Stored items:

• • • •

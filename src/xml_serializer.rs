// XML request serialization for the write operations (booking, vouchers)
//
// Two entry points share one writer: `serialize_mapping` takes a hand-built
// `XmlMap`, `serialize_object` walks any `Serialize` value. Equivalent data
// produces byte-identical documents through either path.
use crate::error::GoldenTourError;
use quick_xml::events::{BytesDecl, BytesEnd, BytesStart, BytesText, Event};
use quick_xml::Writer;
use serde::Serialize;
use serde_json::Value;

#[derive(Debug, Clone, PartialEq)]
pub enum XmlValue {
    // Element text
    Text(String),
    // Child elements, in insertion order
    Map(XmlMap),
    // Repeated sibling elements sharing the parent key
    List(Vec<XmlValue>),
}

impl From<&str> for XmlValue {
    fn from(value: &str) -> Self {
        XmlValue::Text(value.to_string())
    }
}

impl From<String> for XmlValue {
    fn from(value: String) -> Self {
        XmlValue::Text(value)
    }
}

impl From<u32> for XmlValue {
    fn from(value: u32) -> Self {
        XmlValue::Text(value.to_string())
    }
}

impl From<XmlMap> for XmlValue {
    fn from(value: XmlMap) -> Self {
        XmlValue::Map(value)
    }
}

impl<T: Into<XmlValue>> From<Vec<T>> for XmlValue {
    fn from(values: Vec<T>) -> Self {
        XmlValue::List(values.into_iter().map(Into::into).collect())
    }
}

// Ordered mapping from element name to value
#[derive(Debug, Clone, PartialEq, Default)]
pub struct XmlMap {
    entries: Vec<(String, XmlValue)>,
}

impl XmlMap {
    pub fn new() -> Self {
        Self::default()
    }

    // Insert or replace `key`. Replacing keeps the original position.
    pub fn insert(&mut self, key: impl Into<String>, value: impl Into<XmlValue>) {
        let key = key.into();
        let value = value.into();
        match self.entries.iter_mut().find(|(existing, _)| *existing == key) {
            Some(entry) => entry.1 = value,
            None => self.entries.push((key, value)),
        }
    }

    pub fn with(mut self, key: impl Into<String>, value: impl Into<XmlValue>) -> Self {
        self.insert(key, value);
        self
    }

    // `None` leaves the mapping untouched, so the element is not emitted at all
    pub fn with_opt<V: Into<XmlValue>>(self, key: impl Into<String>, value: Option<V>) -> Self {
        match value {
            Some(value) => self.with(key, value),
            None => self,
        }
    }

    pub fn get(&self, key: &str) -> Option<&XmlValue> {
        self.entries
            .iter()
            .find(|(existing, _)| existing == key)
            .map(|(_, value)| value)
    }

    pub fn len(&self) -> usize {
        self.entries.len()
    }

    pub fn is_empty(&self) -> bool {
        self.entries.is_empty()
    }

    pub fn iter(&self) -> impl Iterator<Item = (&str, &XmlValue)> {
        self.entries.iter().map(|(key, value)| (key.as_str(), value))
    }
}

impl TryFrom<Value> for XmlMap {
    type Error = GoldenTourError;

    // Conversion helper for loosely structured JSON mappings
    fn try_from(value: Value) -> Result<Self, Self::Error> {
        match from_json(value)? {
            Some(XmlValue::Map(map)) => Ok(map),
            _ => Err(GoldenTourError::Serialization(
                "expected a mapping at the top level".to_string(),
            )),
        }
    }
}

// JSON nulls disappear: an absent optional field emits no element
fn from_json(value: Value) -> Result<Option<XmlValue>, GoldenTourError> {
    let converted = match value {
        Value::Null => return Ok(None),
        Value::Bool(flag) => XmlValue::Text(flag.to_string()),
        Value::Number(number) => XmlValue::Text(number.to_string()),
        Value::String(text) => XmlValue::Text(text),
        Value::Array(items) => {
            let mut values = Vec::with_capacity(items.len());
            for item in items {
                if let Some(value) = from_json(item)? {
                    values.push(value);
                }
            }
            XmlValue::List(values)
        }
        Value::Object(fields) => {
            let mut map = XmlMap::new();
            for (key, field) in fields {
                if let Some(value) = from_json(field)? {
                    map.insert(key, value);
                }
            }
            XmlValue::Map(map)
        }
    };
    Ok(Some(converted))
}

// Serialize a document whose single top-level key names the root element.
pub fn serialize_mapping(document: &XmlMap) -> Result<String, GoldenTourError> {
    let mut entries = document.iter();
    match (entries.next(), entries.next()) {
        (Some((root, value)), None) => write_document(root, value),
        (None, _) => Err(GoldenTourError::Serialization(
            "document has no root element".to_string(),
        )),
        (Some(_), Some(_)) => Err(GoldenTourError::Serialization(format!(
            "document must have exactly one root element, found {}",
            document.len()
        ))),
    }
}

// Serialize a typed value as the content of a `root` element. Struct fields
// become child elements using their serialized (serde) names.
pub fn serialize_object<T: Serialize + ?Sized>(
    root: &str,
    value: &T,
) -> Result<String, GoldenTourError> {
    let json =
        serde_json::to_value(value).map_err(|e| GoldenTourError::Serialization(e.to_string()))?;
    let content = from_json(json)?.unwrap_or_else(|| XmlValue::Text(String::new()));
    write_document(root, &content)
}

fn write_document(root: &str, value: &XmlValue) -> Result<String, GoldenTourError> {
    if let XmlValue::List(_) = value {
        return Err(GoldenTourError::Serialization(format!(
            "root element <{}> cannot be a sequence",
            root
        )));
    }

    let mut writer = Writer::new(Vec::new());
    writer
        .write_event(Event::Decl(BytesDecl::new("1.0", Some("UTF-8"), None)))
        .map_err(write_error)?;
    write_element(&mut writer, root, value)?;

    String::from_utf8(writer.into_inner())
        .map_err(|e| GoldenTourError::Serialization(e.to_string()))
}

fn write_element(
    writer: &mut Writer<Vec<u8>>,
    name: &str,
    value: &XmlValue,
) -> Result<(), GoldenTourError> {
    validate_name(name)?;

    match value {
        XmlValue::Text(text) => {
            writer
                .write_event(Event::Start(BytesStart::new(name)))
                .map_err(write_error)?;
            if !text.is_empty() {
                validate_text(name, text)?;
                writer
                    .write_event(Event::Text(BytesText::new(text)))
                    .map_err(write_error)?;
            }
            writer
                .write_event(Event::End(BytesEnd::new(name)))
                .map_err(write_error)?;
        }
        XmlValue::Map(map) => {
            writer
                .write_event(Event::Start(BytesStart::new(name)))
                .map_err(write_error)?;
            for (key, child) in map.iter() {
                write_element(writer, key, child)?;
            }
            writer
                .write_event(Event::End(BytesEnd::new(name)))
                .map_err(write_error)?;
        }
        XmlValue::List(items) => {
            for item in items {
                if let XmlValue::List(_) = item {
                    return Err(GoldenTourError::Serialization(format!(
                        "unsupported nested sequence under <{}>",
                        name
                    )));
                }
                write_element(writer, name, item)?;
            }
        }
    }

    Ok(())
}

fn write_error(error: impl std::fmt::Display) -> GoldenTourError {
    GoldenTourError::Serialization(error.to_string())
}

// Plain (namespace-free) XML names: letter or underscore, then name characters
fn validate_name(name: &str) -> Result<(), GoldenTourError> {
    let mut chars = name.chars();
    let valid = match chars.next() {
        Some(first) if first.is_alphabetic() || first == '_' => {
            chars.all(|c| c.is_alphanumeric() || matches!(c, '_' | '-' | '.'))
        }
        _ => false,
    };

    if valid {
        Ok(())
    } else {
        Err(GoldenTourError::Serialization(format!(
            "invalid element name: {:?}",
            name
        )))
    }
}

// XML 1.0 `Char`: control characters other than tab, newline and carriage
// return (and U+FFFE/U+FFFF) cannot appear in a document, escaped or not
fn validate_text(name: &str, text: &str) -> Result<(), GoldenTourError> {
    let invalid = text.chars().find(|&c| {
        !matches!(
            c,
            '\t' | '\n' | '\r' | '\u{20}'..='\u{FFFD}' | '\u{10000}'..='\u{10FFFF}'
        )
    });
    match invalid {
        Some(c) => Err(GoldenTourError::Serialization(format!(
            "character U+{:04X} is not allowed in XML text of <{}>",
            c as u32, name
        ))),
        None => Ok(()),
    }
}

• • • •

* [WHAT IS BEING ASKED] From the data above, gather every line that includes the word "push".

* [ANSWER SPACE]
            None => self.entries.push((key, value)),
                    values.push(value);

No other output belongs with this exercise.